Begitulah awal mula pertemuan kami, sejak saat itu aku semakin dekat dengannya. Bahkan, orang tuaku bekerja pada orang tua Alvin. Orang tua Alvin begitu baik kepadaku. Entah darimana asalnya, perasaan itu tumbuh. Ada getaran-getaran halus yang melewati hatiku saat bertatapan dengannya. Dan tak kusangka, dia menyatakan cinta padaku. Aku tak menolaknya karena aku juga mencintainya. Walaupun kami harus pacaran secara sembunyi-sembunyi. Mengingat latar belakang kami yang berbeda 180 derajat. Dan belum lagi keyakinan kami yang berbeda. Aku rasa itu ujian bagi cinta kami. Namun ternyata? Aku salah! Ujian terhadap cinta kami tak hanya berhenti sampai disitu. Semuanya datang dan berlalu begitu saja menerpa perjalanan cinta kami, mulai dari : perbedaan keyakinan, perbedaan status social, Alvin yang dijodohkan, dan masih banyak lagi. Apakah cinta kami salah? Aku tahu, aku hanya seorang gadis desa biasa. Tapi, apakah aku tak pantas mendapatkan cinta itu? Hari terus berganti dengan hari lagi. Tibalah saat yang paling aku takutkan. Ya, hari ini adalah hari pertunangan Alvin dengan Nova, Nova Chintya Sinaga. Seorang gadis ayu yang merupakan calon dari orang tua Alvin. Aku ikut membantu dalam acara pertunangan itu. Ya, karena bu Angel, ibunya Alvin begitu mempercayakan hal ini kepadaku. Sekarang, yang bisa kulakukan hanya termenung. Menyesali nasibku yang buruk. Aku menatap langit malam dari jendela kamarku. Aku sengaja tidak ikut merayakan pesta tersebut. Toh, ikut dalam pesta tersebut hanya membuat hatiku semakin sakit. Air mataku kembai mengalir deras. Aku menyekanya perlahan. Aku begitu cengeng, yang sangat bertolak belakang dengan penampilanku yang cuek dan terkesan tomboy. Kutatap langit, aku melihat ada sebuah bintang jatuh. Aku memejamkan mataku, mengucapkan harapanku. Konyol memang.

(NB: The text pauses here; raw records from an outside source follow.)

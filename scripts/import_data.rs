//! Load the embeddings CSV into the `product_info` table.

mod common;

use anyhow::{Context, Result};
use clap::Parser;
use runtime_pipeline::Pipeline;
use serde_json::json;

use common::CommonArgs;

#[derive(Debug, Parser)]
#[command(author, version, about = "Import product embeddings into PostgreSQL")]
struct Args {
    #[command(flatten)]
    common: CommonArgs,

    /// Run `CREATE EXTENSION IF NOT EXISTS vector` first.
    #[arg(long)]
    create_extension: bool,

    /// Milliseconds between inserts.
    #[arg(long, value_name = "MS")]
    pace_ms: Option<u64>,
}

async fn run(args: Args) -> Result<()> {
    let mut config = args.common.load()?;
    if args.create_extension {
        config.import.create_extension = true;
    }
    if let Some(pace_ms) = args.pace_ms {
        config.import.pace_ms = pace_ms;
    }
    let pipeline = Pipeline::connect(config).await;
    let report = pipeline.import().await.context("importing products")?;
    println!(
        "{}",
        json!({
            "run_id": report.run_id,
            "rows_inserted": report.rows_inserted,
            "statements_issued": report.statements_issued,
            "retries": report.retries,
        })
    );
    Ok(())
}

#[tokio::main]
async fn main() {
    if let Err(err) = run(Args::parse()).await {
        eprintln!("error: {err:#}");
        std::process::exit(1);
    }
}
//! Row and batch parameterization.

use std::thread;

use serde::Serialize;
use tracing::debug;

use crate::dataset::Dataset;
use crate::encode::{encode, EncodedValue, TypeHint};
use crate::error::ParameterError;
use crate::value::ScalarValue;

/// A named, optionally hinted value bound to one statement parameter.
#[derive(Debug, Clone, PartialEq, Serialize)]
#[serde(rename_all = "camelCase")]
pub struct ParameterDescriptor {
    pub name: String,
    pub value: EncodedValue,
    #[serde(skip_serializing_if = "Option::is_none")]
    pub type_hint: Option<TypeHint>,
}

impl ParameterDescriptor {
    pub fn new(name: impl Into<String>, value: EncodedValue) -> Self {
        Self {
            name: name.into(),
            value,
            type_hint: None,
        }
    }

    #[must_use]
    pub fn with_hint(mut self, hint: TypeHint) -> Self {
        self.type_hint = Some(hint);
        self
    }
}

/// Parameters for one statement execution, in column order.
pub type ParameterSet = Vec<ParameterDescriptor>;

/// Encode one row against its column names.
///
/// Every column, `embedding` included, goes through the same encoder. The
/// row either yields one descriptor per column or fails as a whole.
pub fn parameterize<S>(columns: &[S], values: &[ScalarValue]) -> Result<ParameterSet, ParameterError>
where
    S: AsRef<str>,
{
    if columns.len() != values.len() {
        return Err(ParameterError::SchemaMismatch {
            columns: columns.len(),
            values: values.len(),
        });
    }
    columns
        .iter()
        .zip(values)
        .map(|(column, value)| {
            let (encoded, type_hint) = encode(value)?;
            Ok(ParameterDescriptor {
                name: column.as_ref().to_string(),
                value: encoded,
                type_hint,
            })
        })
        .collect()
}

/// Parameterize every row of `dataset` in load order.
///
/// The first failing row aborts the batch; the error records its index.
pub fn parameterize_all(dataset: &Dataset) -> Result<Vec<ParameterSet>, ParameterError> {
    parameterize_rows(dataset.columns(), dataset.rows(), 0)
}

/// Same result as [`parameterize_all`], with rows split across `workers` threads.
pub fn parameterize_all_parallel(
    dataset: &Dataset,
    workers: usize,
) -> Result<Vec<ParameterSet>, ParameterError> {
    let workers = workers.max(1);
    if workers == 1 || dataset.len() < 2 {
        return parameterize_all(dataset);
    }
    let chunk_len = dataset.len().div_ceil(workers);
    let columns = dataset.columns();
    let results: Vec<Result<Vec<ParameterSet>, ParameterError>> = thread::scope(|scope| {
        let handles: Vec<_> = dataset
            .rows()
            .chunks(chunk_len)
            .enumerate()
            .map(|(chunk, rows)| {
                scope.spawn(move || parameterize_rows(columns, rows, chunk * chunk_len))
            })
            .collect();
        handles
            .into_iter()
            .map(|handle| match handle.join() {
                Ok(result) => result,
                Err(panic) => std::panic::resume_unwind(panic),
            })
            .collect()
    });
    let mut sets = Vec::with_capacity(dataset.len());
    for result in results {
        sets.extend(result?);
    }
    Ok(sets)
}

fn parameterize_rows(
    columns: &[String],
    rows: &[Vec<ScalarValue>],
    offset: usize,
) -> Result<Vec<ParameterSet>, ParameterError> {
    rows.iter()
        .enumerate()
        .map(|(idx, row)| {
            parameterize(columns, row).map_err(|source| {
                let index = offset + idx;
                debug!(row = index, error = %source, "row parameterization failed");
                ParameterError::Row {
                    index,
                    source: Box::new(source),
                }
            })
        })
        .collect()
}

#[cfg(test)]
mod tests {
    use super::*;

    #[test]
    fn descriptor_count_matches_columns_and_keeps_order() {
        let columns = ["c", "a", "b"];
        let set = parameterize(&columns, &[1_i64.into(), true.into(), "x".into()]).unwrap();
        let names: Vec<_> = set.iter().map(|p| p.name.as_str()).collect();
        assert_eq!(names, columns);
        assert_eq!(set[1].value, EncodedValue::Boolean(true));
    }

    #[test]
    fn length_mismatch_is_reported() {
        let err = parameterize(&["a", "b"], &[ScalarValue::Null]).unwrap_err();
        assert_eq!(err, ParameterError::SchemaMismatch { columns: 2, values: 1 });
    }

    #[test]
    fn parallel_matches_sequential_order() {
        let rows = (0..23_i64)
            .map(|i| vec![ScalarValue::Integer(i), ScalarValue::Text(format!("row-{i}"))])
            .collect();
        let dataset = Dataset::from_rows(vec!["id".into(), "label".into()], rows).unwrap();
        let sequential = parameterize_all(&dataset).unwrap();
        let parallel = parameterize_all_parallel(&dataset, 4).unwrap();
        assert_eq!(sequential, parallel);
    }

    #[test]
    fn parallel_reports_first_failing_row() {
        let mut rows: Vec<Vec<ScalarValue>> =
            (0..10_i64).map(|i| vec![ScalarValue::Integer(i)]).collect();
        rows[3] = vec![ScalarValue::Vector(vec![None, Some(1.0)])];
        rows[8] = vec![ScalarValue::Vector(vec![Some(1.0), None])];
        let dataset = Dataset::from_rows(vec!["v".into()], rows).unwrap();
        let err = parameterize_all_parallel(&dataset, 3).unwrap_err();
        assert_eq!(err.row_index(), Some(3));
        assert!(err.is_unsupported_value());
    }
}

Semoga aku dan Alvin dapat bersama, itulah harapanku. Aku kembali membuka mata. Menatap cincin yang Alvin berikan kepadaku. Lagi-lagi, air mataku jatuh. Aku memejamkan mataku. Perlahan, kuarasakan sebuah tangan melingkar diperutku. Aku membuka mata dan berbalik.
“Alvin,” Pekikku, bukannya menjawab dia malah meletakkan dagunya ke bahuku. Aku kembali memejamkan mataku. Merasakan sensasi saat Alvin memelukku. Hening, beberapa saat kemudian.
“Ag, aku mau kamu. Bukannya Nova.” Ucapnya lirih.
“Tapi Vin, Nova pilihan orang tua kamu. Itu berarti dia yang terbaik buat kamu, bukan aku.” Dia melepas pelukannya dan menatapku tajam.
“Ini hidup aku, aku yang berhak menentukan. Bukannya mereka.”
“Vin, Pak Mario dan Bu Angel pasti memilih pasangan yang terbaik buat kamu. Lagipula kita berbeda. Aku beribadah di masjid, sedangkan kamu? Kamu beribadah di gereja. Jika ummat agamaku menikah, menggunakan penghulu. Namun agamamu? Melalui seorang pastur. Kita berbeda Vin. Berbeda jauh,”
“Kalau itu masalahnya, okey. Aku bakalan pindah keyakinan. Apapun akan kelakukan demi kamu,” Aku tersentak. Tidak, aku tidak boleh membiarkan Alvin.
“Jangan Vin, agama itu bukan mainan yang dapat dengan seenaknya berpindah-pindah.”
“Tapi aku mau kamu, aku mau kamu Agni. Bukan yang lain…” Aku menempelkan jari telunjukku ke bibir Alvin.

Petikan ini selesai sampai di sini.